Data shown:

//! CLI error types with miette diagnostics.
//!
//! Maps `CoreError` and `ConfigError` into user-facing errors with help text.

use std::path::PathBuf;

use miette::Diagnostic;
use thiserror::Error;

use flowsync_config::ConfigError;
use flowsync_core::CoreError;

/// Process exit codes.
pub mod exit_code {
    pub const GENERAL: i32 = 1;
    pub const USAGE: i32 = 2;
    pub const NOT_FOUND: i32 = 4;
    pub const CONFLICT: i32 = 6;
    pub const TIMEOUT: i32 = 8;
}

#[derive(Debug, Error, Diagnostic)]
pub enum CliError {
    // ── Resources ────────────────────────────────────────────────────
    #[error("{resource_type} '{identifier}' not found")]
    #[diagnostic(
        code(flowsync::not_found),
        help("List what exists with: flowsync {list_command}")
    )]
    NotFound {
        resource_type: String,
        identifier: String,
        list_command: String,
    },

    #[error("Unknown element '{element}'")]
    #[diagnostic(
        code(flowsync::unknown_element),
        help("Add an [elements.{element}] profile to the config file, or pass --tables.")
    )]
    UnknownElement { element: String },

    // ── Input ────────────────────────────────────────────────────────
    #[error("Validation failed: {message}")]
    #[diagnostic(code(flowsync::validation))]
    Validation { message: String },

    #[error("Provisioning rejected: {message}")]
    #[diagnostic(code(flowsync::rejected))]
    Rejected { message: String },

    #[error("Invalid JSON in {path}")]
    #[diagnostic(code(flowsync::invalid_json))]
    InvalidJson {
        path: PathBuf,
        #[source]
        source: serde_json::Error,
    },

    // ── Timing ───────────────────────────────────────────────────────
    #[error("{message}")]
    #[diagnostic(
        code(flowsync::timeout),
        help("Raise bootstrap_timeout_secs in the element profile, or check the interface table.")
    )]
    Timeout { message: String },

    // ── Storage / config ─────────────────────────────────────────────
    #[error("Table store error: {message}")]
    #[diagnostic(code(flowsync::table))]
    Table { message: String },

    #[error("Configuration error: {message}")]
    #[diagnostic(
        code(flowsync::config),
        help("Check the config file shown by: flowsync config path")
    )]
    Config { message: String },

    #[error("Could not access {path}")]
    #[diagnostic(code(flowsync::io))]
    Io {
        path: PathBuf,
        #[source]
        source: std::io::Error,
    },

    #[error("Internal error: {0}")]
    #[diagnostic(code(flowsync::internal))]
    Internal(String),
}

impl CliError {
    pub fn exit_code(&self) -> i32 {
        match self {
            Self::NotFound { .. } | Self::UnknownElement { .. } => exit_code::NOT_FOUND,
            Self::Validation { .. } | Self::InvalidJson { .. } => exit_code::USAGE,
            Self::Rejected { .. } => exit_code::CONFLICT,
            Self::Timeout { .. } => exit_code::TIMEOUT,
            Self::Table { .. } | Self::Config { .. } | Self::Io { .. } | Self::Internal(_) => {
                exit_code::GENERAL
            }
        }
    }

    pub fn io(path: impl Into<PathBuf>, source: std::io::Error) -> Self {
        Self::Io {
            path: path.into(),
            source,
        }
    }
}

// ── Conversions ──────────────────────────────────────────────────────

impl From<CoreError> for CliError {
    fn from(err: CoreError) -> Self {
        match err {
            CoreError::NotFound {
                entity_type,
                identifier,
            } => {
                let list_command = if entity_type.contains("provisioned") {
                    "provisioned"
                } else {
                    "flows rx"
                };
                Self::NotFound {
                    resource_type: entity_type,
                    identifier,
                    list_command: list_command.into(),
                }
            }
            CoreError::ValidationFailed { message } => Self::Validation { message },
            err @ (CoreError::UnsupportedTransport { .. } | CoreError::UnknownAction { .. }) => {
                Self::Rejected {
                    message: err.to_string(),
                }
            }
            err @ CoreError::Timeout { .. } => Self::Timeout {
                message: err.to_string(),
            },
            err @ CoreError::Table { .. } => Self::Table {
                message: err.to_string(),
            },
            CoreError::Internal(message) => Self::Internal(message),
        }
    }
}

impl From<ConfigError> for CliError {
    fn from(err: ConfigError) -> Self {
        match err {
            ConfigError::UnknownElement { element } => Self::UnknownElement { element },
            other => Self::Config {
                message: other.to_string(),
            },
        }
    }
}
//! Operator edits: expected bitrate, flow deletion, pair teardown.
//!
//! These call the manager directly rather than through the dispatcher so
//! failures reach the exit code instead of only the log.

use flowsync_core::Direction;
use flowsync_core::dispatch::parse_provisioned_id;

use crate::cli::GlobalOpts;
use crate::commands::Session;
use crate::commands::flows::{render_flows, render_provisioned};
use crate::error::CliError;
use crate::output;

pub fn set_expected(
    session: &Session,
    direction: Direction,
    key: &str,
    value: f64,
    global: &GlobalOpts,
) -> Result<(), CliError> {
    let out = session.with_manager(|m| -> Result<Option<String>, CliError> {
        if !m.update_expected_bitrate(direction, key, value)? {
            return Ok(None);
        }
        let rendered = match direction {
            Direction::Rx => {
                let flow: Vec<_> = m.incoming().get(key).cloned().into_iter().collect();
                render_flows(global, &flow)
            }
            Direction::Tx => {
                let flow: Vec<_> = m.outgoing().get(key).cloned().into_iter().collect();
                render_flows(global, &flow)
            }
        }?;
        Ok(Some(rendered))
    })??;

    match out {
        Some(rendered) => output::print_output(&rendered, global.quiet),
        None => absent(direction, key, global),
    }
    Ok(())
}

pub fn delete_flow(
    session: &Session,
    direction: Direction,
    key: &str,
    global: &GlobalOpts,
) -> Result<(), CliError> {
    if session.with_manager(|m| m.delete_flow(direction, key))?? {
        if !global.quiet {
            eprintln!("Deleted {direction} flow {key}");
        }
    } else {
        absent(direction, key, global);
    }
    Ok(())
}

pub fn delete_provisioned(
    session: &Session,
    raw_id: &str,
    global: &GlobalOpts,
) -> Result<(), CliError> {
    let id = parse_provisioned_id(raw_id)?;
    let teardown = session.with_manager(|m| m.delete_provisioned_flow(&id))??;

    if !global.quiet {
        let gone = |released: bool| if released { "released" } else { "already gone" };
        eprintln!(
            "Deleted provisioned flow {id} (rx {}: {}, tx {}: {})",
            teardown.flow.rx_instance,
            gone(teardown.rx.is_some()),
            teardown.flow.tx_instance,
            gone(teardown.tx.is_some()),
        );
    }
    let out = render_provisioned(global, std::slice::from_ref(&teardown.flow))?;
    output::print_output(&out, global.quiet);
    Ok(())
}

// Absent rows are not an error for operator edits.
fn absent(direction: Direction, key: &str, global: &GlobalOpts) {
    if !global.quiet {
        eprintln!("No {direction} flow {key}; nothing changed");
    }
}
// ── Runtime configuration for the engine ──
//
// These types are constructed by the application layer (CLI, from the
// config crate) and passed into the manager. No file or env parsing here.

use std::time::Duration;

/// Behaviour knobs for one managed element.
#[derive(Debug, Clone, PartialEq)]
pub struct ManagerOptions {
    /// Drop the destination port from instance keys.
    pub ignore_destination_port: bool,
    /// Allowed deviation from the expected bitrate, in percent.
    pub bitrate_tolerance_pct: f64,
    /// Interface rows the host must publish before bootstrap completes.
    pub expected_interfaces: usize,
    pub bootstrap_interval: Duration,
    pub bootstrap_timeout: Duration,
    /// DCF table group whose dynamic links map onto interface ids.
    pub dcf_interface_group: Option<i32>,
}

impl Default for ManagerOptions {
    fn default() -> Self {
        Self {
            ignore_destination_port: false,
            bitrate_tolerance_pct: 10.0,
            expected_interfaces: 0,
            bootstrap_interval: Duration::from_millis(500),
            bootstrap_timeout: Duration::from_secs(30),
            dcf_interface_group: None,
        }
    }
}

Problem description: Search the material above for the word "output", then copy each line that holds it.

Answer to this exercise:
use crate::output;
        Some(rendered) => output::print_output(&rendered, global.quiet),
    output::print_output(&out, global.quiet);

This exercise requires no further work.